** DATA FOR PROCESSING follows **

//! Composer error types.

use thiserror::Error;

#[derive(Debug, Error)]
pub enum ComposerError {
    #[error("function app not found: {0}")]
    AppNotFound(String),

    #[error("function app {app_id} has no component named {component}")]
    UnknownComponent { app_id: String, component: String },

    #[error("layout {key} is not a candidate of app {app_id}")]
    UnknownLayout { app_id: String, key: String },

    #[error("composition for app {0} lists no components")]
    EmptyComposition(String),

    #[error("invalid function app: {0}")]
    InvalidApp(String),

    #[error("state store error: {0}")]
    State(#[from] lsf_state::StateError),
}

pub type ComposerResult<T> = Result<T, ComposerError>;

** End of DATA FOR PROCESSING **

Of the lines above, output exactly those from the line bearing "use thiserror::Error;" through the line bearing "String, component: String", inclusive.

→ **PROBLEM SOLUTION**
use thiserror::Error;

#[derive(Debug, Error)]
pub enum ComposerError {
    #[error("function app not found: {0}")]
    AppNotFound(String),

    #[error("function app {app_id} has no component named {component}")]
    UnknownComponent { app_id: String, component: String },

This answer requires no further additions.